The decade-old struggle to breathe life into the moribund corporate bond market in India continues. The policy, apparently being considered by the Union finance ministry, to allow banks to offer bank guarantees for domestic debt issues, seems eminently sensible in theory. Bank guarantees help improve the risk profile of a company and enable it to access the market at cheaper rates. However, this is not the first time that the government has tried to kick-start the corporate debt market. The aggregate limit for foreign investors, to take an example, was raised by $5 billion to $10 billion in November. Yet, if the track record of these earlier initiatives is anything to go by, there appears to be little reason to be too optimistic about the efficacy of another attempt to expand this market.

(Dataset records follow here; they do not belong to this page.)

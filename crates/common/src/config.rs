//! Application configuration.

use serde::{Deserialize, Serialize};
use std::path::{Path, PathBuf};

use crate::error::{HandsignError, HandsignResult};

/// Global application configuration.
#[derive(Debug, Clone, Default, Serialize, Deserialize)]
#[serde(default)]
pub struct AppConfig {
    /// Gesture model asset.
    pub model: ModelConfig,

    /// Optional label table (JSON array or one label per line).
    pub labels: Option<PathBuf>,

    /// Pipeline behavior.
    pub pipeline: PipelineConfig,

    /// Logging configuration.
    pub logging: LoggingConfig,
}

/// Where the gesture model lives and how to run it.
#[derive(Debug, Clone, Serialize, Deserialize)]
#[serde(default)]
pub struct ModelConfig {
    /// Path to the model asset.
    pub path: PathBuf,

    /// Inference backend used to execute the asset.
    pub backend: ModelBackend,
}

/// Inference backend selection.
#[derive(Debug, Clone, Copy, PartialEq, Eq, Serialize, Deserialize, Default)]
#[serde(rename_all = "snake_case")]
pub enum ModelBackend {
    /// Pure-Rust feed-forward network stored as JSON.
    #[default]
    Dense,
    /// ONNX graph executed by ONNX Runtime (requires the `onnx` feature).
    Onnx,
}

/// Pipeline tuning.
#[derive(Debug, Clone, Serialize, Deserialize)]
#[serde(default)]
pub struct PipelineConfig {
    /// Which landmark each bone vector starts from.
    pub parent_mapping: ParentMapping,

    /// What happens to frames that arrive while one is in flight.
    pub backpressure: Backpressure,

    /// Replay recorded streams at their original frame timing.
    pub realtime_replay: bool,
}

/// Bone parent mapping used by feature extraction.
#[derive(Debug, Clone, Copy, PartialEq, Eq, Serialize, Deserialize, Default)]
#[serde(rename_all = "snake_case")]
pub enum ParentMapping {
    /// Bones 4, 8, 12 and 16 start at the wrist; every other bone `i`
    /// starts at landmark `i`.
    #[default]
    WristAnchored,
    /// Every bone `i` starts at landmark `i`.
    Sequential,
}

/// Frame delivery policy between a landmark source and the coordinator.
///
/// The frame channel holds a single frame; neither policy lets it grow.
#[derive(Debug, Clone, Copy, PartialEq, Eq, Serialize, Deserialize, Default)]
#[serde(rename_all = "snake_case")]
pub enum Backpressure {
    /// The producer waits until the in-flight frame is consumed.
    #[default]
    Block,
    /// A frame arriving while the slot is occupied is discarded.
    DropNewest,
}

/// Logging configuration.
#[derive(Debug, Clone, Serialize, Deserialize)]
#[serde(default)]
pub struct LoggingConfig {
    /// Log level filter (e.g., "info", "debug", "handsign=debug,warn").
    pub level: String,

    /// Whether to output structured JSON logs.
    pub json: bool,

    /// Optional log file path.
    pub file: Option<PathBuf>,
}

impl Default for ModelConfig {
    fn default() -> Self {
        Self {
            path: default_data_dir().join("model.json"),
            backend: ModelBackend::Dense,
        }
    }
}

impl Default for PipelineConfig {
    fn default() -> Self {
        Self {
            parent_mapping: ParentMapping::WristAnchored,
            backpressure: Backpressure::Block,
            realtime_replay: false,
        }
    }
}

impl Default for LoggingConfig {
    fn default() -> Self {
        Self {
            level: "info".to_string(),
            json: false,
            file: None,
        }
    }
}

impl AppConfig {
    /// Load config from the standard location, falling back to defaults.
    pub fn load() -> Self {
        let config_path = config_file_path();
        if config_path.exists() {
            match Self::load_from(&config_path) {
                Ok(config) => return config,
                Err(e) => {
                    tracing::warn!("Failed to load config at {:?}: {}", config_path, e);
                }
            }
        }
        Self::default()
    }

    /// Load config from an explicit path. Unlike [`AppConfig::load`], a
    /// missing or malformed file is an error.
    pub fn load_from(path: &Path) -> HandsignResult<Self> {
        if !path.exists() {
            return Err(HandsignError::FileNotFound {
                path: path.to_path_buf(),
            });
        }
        let content = std::fs::read_to_string(path)?;
        serde_json::from_str(&content)
            .map_err(|e| HandsignError::config(format!("{}: {e}", path.display())))
    }

    /// Save config to the standard location.
    pub fn save(&self) -> Result<(), std::io::Error> {
        let config_path = config_file_path();
        if let Some(parent) = config_path.parent() {
            std::fs::create_dir_all(parent)?;
        }
        let json = serde_json::to_string_pretty(self).map_err(std::io::Error::other)?;
        std::fs::write(config_path, json)
    }
}

/// Standard config file location.
pub fn config_file_path() -> PathBuf {
    let base = std::env::var("XDG_CONFIG_HOME")
        .map(PathBuf::from)
        .unwrap_or_else(|_| {
            let home = std::env::var("HOME").unwrap_or_else(|_| "/tmp".to_string());
            PathBuf::from(home).join(".config")
        });
    base.join("handsign").join("config.json")
}

/// Default directory for model and label assets.
fn default_data_dir() -> PathBuf {
    let base = std::env::var("XDG_DATA_HOME")
        .map(PathBuf::from)
        .unwrap_or_else(|_| {
            let home = std::env::var("HOME").unwrap_or_else(|_| "/tmp".to_string());
            PathBuf::from(home).join(".local").join("share")
        });
    base.join("handsign")
}

#[cfg(test)]
mod tests {
    use super::*;

    #[test]
    fn partial_config_fills_defaults() {
        let raw = r#"{ "pipeline": { "backpressure": "drop_newest" } }"#;
        let config: AppConfig = serde_json::from_str(raw).unwrap();
        assert_eq!(config.pipeline.backpressure, Backpressure::DropNewest);
        assert_eq!(config.pipeline.parent_mapping, ParentMapping::WristAnchored);
        assert_eq!(config.model.backend, ModelBackend::Dense);
        assert_eq!(config.logging.level, "info");
        assert!(config.labels.is_none());
    }

    #[test]
    fn load_from_missing_file_is_an_error() {
        let path = std::env::temp_dir().join("handsign_test_missing_config.json");
        let _ = std::fs::remove_file(&path);
        let err = AppConfig::load_from(&path).unwrap_err();
        assert!(matches!(err, HandsignError::FileNotFound { .. }));
    }

    #[test]
    fn load_from_rejects_malformed_json() {
        let dir = std::env::temp_dir().join("handsign_test_config");
        std::fs::create_dir_all(&dir).unwrap();
        let path = dir.join("config.json");
        std::fs::write(&path, "{ not json").unwrap();

        let err = AppConfig::load_from(&path).unwrap_err();
        assert!(matches!(err, HandsignError::Config { .. }));

        std::fs::remove_dir_all(&dir).ok();
    }

    #[test]
    fn backend_names_are_snake_case() {
        let json = serde_json::to_string(&ModelBackend::Onnx).unwrap();
        assert_eq!(json, "\"onnx\"");
        let mapping: ParentMapping = serde_json::from_str("\"sequential\"").unwrap();
        assert_eq!(mapping, ParentMapping::Sequential);
    }
}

What ails the Indian corporate bond market? Why does it refuse so resolutely to rise from its sick-bed? At a fundamental level, the absence of a well-defined, risk-free yield curve that typically underpins all debt issues is perhaps the biggest constraint. Central government bonds define this “risk-free” rate. The irony is that while the large fiscal deficit ensures a large supply of sovereign paper and large trading volumes, they are confined to select tenors and “on the run” bonds. For other tenors and papers, volumes are pitiably small and thus a representative yield curve with adequate volumes at each tenor has failed to evolve. Why? For one, there has been little effort to dovetail the government’s borrowing programme to the objective of building a comprehensive yield curve. RBI has preferred not to extinguish illiquid bonds and re-issue the more liquid ones to consolidate the yield curve. The government, on the other hand, has used its position as monopoly-issuer to offer bonds only for the tenors that it has found attractive. These have not necessarily been the ones that would help deepen the market. Besides, the lack of a diverse investor base has also held this market back. Insurance and pension funds usually provide the bulk of the demand for long-term debt raised for things like infrastructure projects. Yet insurance companies or provident funds are restricted to investing only in debt that is of the highest investment grade. (For insurance companies only debt instruments rated AA and above are eligible for investment under the “Infrastructure and Social Sector”).
Some dilution of these norms is imperative if indeed the government is serious about this market. Banks could also potentially be big players in this market. However the heavy draft through the statutory liquidity ratio (SLR) that forces banks to hold 24 per cent of their deposits in central government debt. Unless this changes (AAA corporate bonds could be given SLR status), banks simply do not have the kind of spare cash they need to make significant investments in corporate paper. In short, the institutional changes needed to foster a healthy corporate debt market are significant. Yet the policy approach to this market has been piecemeal and timid. Unless the government and the central bank are prepared for a serious overhaul of India’s debt market as a whole, relatively minor steps like allowing bank guarantees are likely to have only minimal impact.